Em meio a um regulamento confuso e falho, países estavam revoltados e adversários meus tentaram tirar minha vaga, conquistada por direito. Mas isso foi longe demais. Afetaram minha honra, meu nome, minha história… e isso precisa acabar.
APOSTAS ESPORTIVAS
Eu também estou sendo acusado por ter feito apostas esportivas, o que a ITTF classifica como ilegal. No entanto, além de não haver nenhum ganho relevante nessas atividades, não houve nada que de fato fosse contra a integridade do esporte. Nunca apostei em jogos meus, nem de amigos, nem em jogos que estivesse presente, nem como espectador. E não é só isso. Até porque os jogos paralímpicos sequer entram no mercado de apostas e os calendários são absolutamente independentes.

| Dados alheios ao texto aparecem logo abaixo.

//! Strongly-typed identifier value objects.

use serde::{Deserialize, Serialize};
use std::fmt;
use std::str::FromStr;
use uuid::Uuid;

/// Unique identifier for an exported estimate report.
#[derive(Debug, Clone, Copy, PartialEq, Eq, Hash, Serialize, Deserialize)]
#[serde(transparent)]
pub struct ReportId(Uuid);

impl ReportId {
    /// Creates a new random ReportId.
    pub fn new() -> Self {
        Self(Uuid::new_v4())
    }
}

impl Default for ReportId {
    fn default() -> Self {
        Self::new()
    }
}

impl fmt::Display for ReportId {
    fn fmt(&self, f: &mut fmt::Formatter<'_>) -> fmt::Result {
        write!(f, "{}", self.0)
    }
}

impl FromStr for ReportId {
    type Err = uuid::Error;

    fn from_str(s: &str) -> Result<Self, Self::Err> {
        Ok(Self(Uuid::parse_str(s)?))
    }
}
//! Report Module - the serializable snapshot a renderer consumes.

mod estimate_report;

pub use estimate_report::{EstimateReport, ReportAreas};
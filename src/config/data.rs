//! Catalog data configuration

use serde::Deserialize;
use std::path::PathBuf;

use super::error::ValidationError;
use crate::adapters::CatalogFiles;

/// Where the catalog tables live
#[derive(Debug, Clone, Deserialize)]
pub struct DataConfig {
    /// Directory holding the YAML tables
    #[serde(default = "default_dir")]
    pub dir: PathBuf,

    #[serde(default = "default_cost_ranges")]
    pub cost_ranges_file: String,

    #[serde(default = "default_benchmarks")]
    pub benchmarks_file: String,

    #[serde(default = "default_sources")]
    pub sources_file: String,

    #[serde(default = "default_cities")]
    pub cities_file: String,

    #[serde(default = "default_soft_cost_items")]
    pub soft_cost_items_file: String,

    #[serde(default = "default_contingency_items")]
    pub contingency_items_file: String,
}

impl DataConfig {
    /// File names as the catalog reader expects them
    pub fn catalog_files(&self) -> CatalogFiles {
        CatalogFiles {
            cost_ranges: self.cost_ranges_file.clone(),
            benchmarks: self.benchmarks_file.clone(),
            sources: self.sources_file.clone(),
            cities: self.cities_file.clone(),
            soft_cost_items: self.soft_cost_items_file.clone(),
            contingency_items: self.contingency_items_file.clone(),
        }
    }

    /// Validate data configuration
    pub fn validate(&self) -> Result<(), ValidationError> {
        if self.dir.as_os_str().is_empty() {
            return Err(ValidationError::MissingRequired("data.dir"));
        }
        if self.cost_ranges_file.trim().is_empty() {
            return Err(ValidationError::MissingRequired("data.cost_ranges_file"));
        }
        Ok(())
    }
}

impl Default for DataConfig {
    fn default() -> Self {
        Self {
            dir: default_dir(),
            cost_ranges_file: default_cost_ranges(),
            benchmarks_file: default_benchmarks(),
            sources_file: default_sources(),
            cities_file: default_cities(),
            soft_cost_items_file: default_soft_cost_items(),
            contingency_items_file: default_contingency_items(),
        }
    }
}

fn default_dir() -> PathBuf {
    PathBuf::from("data")
}

fn default_cost_ranges() -> String {
    "cost_ranges.yaml".to_string()
}

fn default_benchmarks() -> String {
    "benchmarks.yaml".to_string()
}

fn default_sources() -> String {
    "sources.yaml".to_string()
}

fn default_cities() -> String {
    "cities.yaml".to_string()
}

fn default_soft_cost_items() -> String {
    "soft_cost_items.yaml".to_string()
}

fn default_contingency_items() -> String {
    "contingency_items.yaml".to_string()
}

#[cfg(test)]
mod tests {
    use super::*;

    #[test]
    fn test_data_config_defaults_match_reader_defaults() {
        let config = DataConfig::default();
        assert_eq!(config.dir, PathBuf::from("data"));
        assert_eq!(config.catalog_files(), CatalogFiles::default());
        assert!(config.validate().is_ok());
    }

    #[test]
    fn test_empty_dir_is_invalid() {
        let config = DataConfig {
            dir: PathBuf::new(),
            ..DataConfig::default()
        };
        assert_eq!(config.validate(), Err(ValidationError::MissingRequired("data.dir")));
    }
}
//! Logging configuration and subscriber setup

use serde::Deserialize;
use std::sync::Once;
use tracing_subscriber::{fmt, prelude::*, EnvFilter};

use super::error::ValidationError;

static INIT: Once = Once::new();

/// Logging configuration
#[derive(Debug, Clone, Deserialize)]
pub struct LoggingConfig {
    /// Filter directive, e.g. `info,capex_estimator=debug`
    #[serde(default = "default_filter")]
    pub filter: String,

    /// Emit JSON lines instead of human-readable output
    #[serde(default)]
    pub json: bool,
}

impl LoggingConfig {
    /// Validate logging configuration
    pub fn validate(&self) -> Result<(), ValidationError> {
        if self.filter.trim().is_empty() {
            return Err(ValidationError::MissingRequired("logging.filter"));
        }
        EnvFilter::try_new(&self.filter)
            .map(|_| ())
            .map_err(|e| ValidationError::InvalidLogFilter(e.to_string()))
    }

    /// Install the global tracing subscriber.
    ///
    /// Idempotent; later calls are ignored. Logs go to stderr so the
    /// estimate printed on stdout stays clean.
    pub fn init(&self) {
        INIT.call_once(|| {
            let filter =
                EnvFilter::try_new(&self.filter).unwrap_or_else(|_| EnvFilter::new(default_filter()));

            if self.json {
                tracing_subscriber::registry()
                    .with(fmt::layer().json().with_writer(std::io::stderr))
                    .with(filter)
                    .init();
            } else {
                tracing_subscriber::registry()
                    .with(fmt::layer().with_target(true).with_writer(std::io::stderr))
                    .with(filter)
                    .init();
            }
        });
    }
}

impl Default for LoggingConfig {
    fn default() -> Self {
        Self {
            filter: default_filter(),
            json: false,
        }
    }
}

fn default_filter() -> String {
    "info,capex_estimator=debug".to_string()
}

#[cfg(test)]
mod tests {
    use super::*;

    #[test]
    fn test_logging_defaults() {
        let config = LoggingConfig::default();
        assert_eq!(config.filter, "info,capex_estimator=debug");
        assert!(!config.json);
        assert!(config.validate().is_ok());
    }

    #[test]
    fn test_empty_filter_is_invalid() {
        let config = LoggingConfig {
            filter: "  ".to_string(),
            json: false,
        };
        assert_eq!(
            config.validate(),
            Err(ValidationError::MissingRequired("logging.filter"))
        );
    }
}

A ITTF, que até o final de 2024 tinha um site específico para atletas paralímpicos, nunca publicou esta proibição para os paratletas, NUNCA. Na decisão judicial, ela diz que eu era obrigado a ter visto no site para os atletas olímpicos. Além de contraintuitivo, no mínimo, isso viola o devido processo legal e a Convenção da ONU para Pessoas com Deficiência, que exigem adaptação e igualdade formal e MATERIAL, o que não houve.
Dito isso, quero informar que este processo está em curso há mais de 20 meses, com certeza os piores da minha vida. Estou lutando inclusive contra os piores pensamentos possíveis, mas principalmente por justiça. O desejo por Justiça se sobrepõe, infelizmente, ao desejo por me manter vivo e atuante no esporte. Mas não vou permitir que destruam meu nome e minha carreira.